A repentant Mrs. Sandow begs to return to the church and Will inveigles from her the stained glass window, new Skinner organ, and carillon that as luxuries are being cut from the plans to finance a recreation center for the church. A year later, their dream church and parsonage finished, Will accepts the challenge of returning to Iowa to aid a small church in trouble, confident that he leaves behind a revitalized church when its members, including all those with whom he locked horns, gather spontaneously on a weekday morning to sing "The Church's One Foundation" as he plays it on the new carillon.

==Cast==
- Fredric March as William Spence
- Martha Scott as Hope Morris Spence
- Beulah Bondi as Mrs. Lydia Sandow
- Gene Lockhart as Preston Thurston
- Elisabeth Fraser as Eileen Spence (aged 17)
- Harry Davenport as Elias Samson
- Laura Hope Crews as Mrs. Preston Thurston
- Grant Mitchell as Clayton Potter
- Moroni Olsen as Dr. John Romer
- Frankie Thomas as Hartzell Spence (aged 18)
- Jerome Cowan as Dr. Horrigan
- Ernest Cossart as Mr. John E. Morris
- Nana Bryant as Mrs. Morris
- Hobart Bosworth as Richard Hardy Case (uncredited)
- Mary Field as Tallulah 'Lulu' Digby (uncredited)
- Chester Conklin as Crying Man (uncredited)
- Jack Mower as Man at Baptism (uncredited)

==Reception==
The film was received quite warmly both theatrically and critically, the New York Times calling it "a Fine and Human Story of a Minister's Life".

==Radio adaptation==
On April 20, 1942, Lux Radio Theatre presented a 45-minute adaptation of One Foot in Heaven, with Fredric March and Martha Scott reprising their original roles. This program was fifteen minutes shorter than the usual 60 minutes in order to make room for a 15-minute government broadcast explaining upcoming World War II-related price controls. A second Lux radio adaptation of One Foot in Heaven, this time airing for a full hour on the summer series Lux Summer Theatre, aired on July 27, 1953, with Dana Andrews in the lead role.

==Notes==
Olivia de Havilland was originally scheduled for the role of Hope Spence, but was moved over to star opposite Errol Flynn in They Died with Their Boots On.

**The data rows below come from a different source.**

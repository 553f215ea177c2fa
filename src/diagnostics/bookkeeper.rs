//! Timing-jitter bookkeeping for one sensor channel.
//!
//! Purely diagnostic, side-channel to the fusion path: the bookkeeper only
//! computes statistics. Surfacing them (logging, broadcast) is the caller's
//! concern, and nothing here may fail regardless of input magnitude.

use serde::Serialize;
use tracing::debug;

use crate::diagnostics::ring::DeltaRing;
use crate::sensor::SensorChannel;

/// Summary of one full window of inter-arrival deltas, in milliseconds
#[derive(Debug, Clone, Copy, PartialEq, Serialize)]
pub struct JitterStats {
    /// Number of deltas in the window
    pub samples: usize,
    pub mean_ms: f64,
    pub min_ms: f64,
    pub max_ms: f64,
    /// Standard deviation of the window
    pub jitter_ms: f64,
}

impl JitterStats {
    /// Reduces a window of deltas to its summary.
    ///
    /// Defined for non-empty windows; the ring only hands out full ones.
    pub fn calculate(window: &[f64]) -> Self {
        debug_assert!(!window.is_empty(), "stats over empty window");

        let samples = window.len();
        let count = samples as f64;

        let mut sum = 0.0;
        let mut min_ms = f64::MAX;
        let mut max_ms = f64::MIN;
        for &delta in window {
            sum += delta;
            min_ms = min_ms.min(delta);
            max_ms = max_ms.max(delta);
        }
        let mean_ms = sum / count;

        let variance = window
            .iter()
            .map(|&delta| {
                let deviation = delta - mean_ms;
                deviation * deviation
            })
            .sum::<f64>()
            / count;

        Self {
            samples,
            mean_ms,
            min_ms,
            max_ms,
            jitter_ms: variance.sqrt(),
        }
    }
}

/// Jitter summary tagged with the channel it was measured on
#[derive(Debug, Clone, Copy, Serialize)]
pub struct JitterSnapshot {
    pub channel: SensorChannel,
    pub stats: JitterStats,
}

/// Consumes inter-arrival deltas and emits stats each time its ring fills.
#[derive(Debug)]
pub struct TimingBookKeeper {
    channel: SensorChannel,
    ring: DeltaRing,
}

impl TimingBookKeeper {
    pub fn new(channel: SensorChannel, ring_capacity: usize) -> Self {
        Self {
            channel,
            ring: DeltaRing::new(ring_capacity),
        }
    }

    /// Records one delta; returns a snapshot when the ring fills.
    ///
    /// Deltas are non-negative by construction (monotonic timestamps); any
    /// magnitude is accepted.
    pub fn record(&mut self, delta_ms: f64) -> Option<JitterSnapshot> {
        let window = self.ring.push(delta_ms)?;
        let stats = JitterStats::calculate(&window);
        debug!(
            "{} timing window: mean {:.2} ms, min {:.2} ms, max {:.2} ms, jitter {:.2} ms",
            self.channel, stats.mean_ms, stats.min_ms, stats.max_ms, stats.jitter_ms
        );
        Some(JitterSnapshot {
            channel: self.channel,
            stats,
        })
    }

    pub fn channel(&self) -> SensorChannel {
        self.channel
    }
}

#[cfg(test)]
mod tests {
    use super::*;

    #[test]
    fn all_zero_deltas_produce_zero_stats() {
        let mut bookkeeper = TimingBookKeeper::new(SensorChannel::Accelerometer, 4);

        let mut snapshot = None;
        for _ in 0..4 {
            snapshot = bookkeeper.record(0.0);
        }

        let snapshot = snapshot.expect("fourth record fills the ring");
        assert_eq!(snapshot.stats.samples, 4);
        assert_eq!(snapshot.stats.mean_ms, 0.0);
        assert_eq!(snapshot.stats.min_ms, 0.0);
        assert_eq!(snapshot.stats.max_ms, 0.0);
        assert_eq!(snapshot.stats.jitter_ms, 0.0);
    }

    #[test]
    fn extreme_outlier_never_fails() {
        let mut bookkeeper = TimingBookKeeper::new(SensorChannel::Magnetometer, 3);
        bookkeeper.record(20.0);
        bookkeeper.record(20.0);
        let snapshot = bookkeeper.record(1.0e12).expect("ring fills");

        assert_eq!(snapshot.channel, SensorChannel::Magnetometer);
        assert_eq!(snapshot.stats.max_ms, 1.0e12);
        assert_eq!(snapshot.stats.min_ms, 20.0);
        assert!(snapshot.stats.jitter_ms.is_finite());
    }

    #[test]
    fn no_stats_before_the_ring_fills() {
        let mut bookkeeper = TimingBookKeeper::new(SensorChannel::Accelerometer, 1000);
        for _ in 0..999 {
            assert!(bookkeeper.record(16.7).is_none());
        }
    }

    #[test]
    fn second_window_starts_from_the_carried_seed() {
        let mut bookkeeper = TimingBookKeeper::new(SensorChannel::Accelerometer, 3);
        bookkeeper.record(10.0);
        bookkeeper.record(10.0);
        assert!(bookkeeper.record(40.0).is_some());

        // Seed 40.0 is already in place; two more deltas complete the window
        assert!(bookkeeper.record(10.0).is_none());
        let snapshot = bookkeeper.record(10.0).expect("window completes");
        assert_eq!(snapshot.stats.mean_ms, 20.0);
        assert_eq!(snapshot.stats.max_ms, 40.0);
    }

    #[test]
    fn stats_calculation_matches_hand_computation() {
        let stats = JitterStats::calculate(&[10.0, 20.0, 30.0]);
        assert_eq!(stats.samples, 3);
        assert_eq!(stats.mean_ms, 20.0);
        assert_eq!(stats.min_ms, 10.0);
        assert_eq!(stats.max_ms, 30.0);
        assert!((stats.jitter_ms - (200.0f64 / 3.0).sqrt()).abs() < 1e-9);
    }
}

Raymond Massey was Hartzell Spence's choice to play his father while his mother preferred Fredric March. The studio's decision to cast March was made independently of the family's wishes.

The Reverend Norman Vincent Peale was hired as a technical advisor on the film.

The film which Spence goes to see with Hartzell is William S. Hart's 1917 Western The Silent Man. At the Hollywood premiere of the film, Hart was a guest of honor.

In an uncredited role, Gig Young made one of his earlier on-screen performances as a dog groomer seeking a license.

The book on which the movie is based takes place and ends well before 1939. Therefore, the use of "Methodist Church" in the film is an anachronism because Methodist faith in America did not unify under the name "Methodist Church" until after the terms of reunification of the Methodist Episcopal Church, the Methodist Episcopal Church, South, and the Methodist Protestant Church were agreed upon and voted upon in Kansas City in 1939.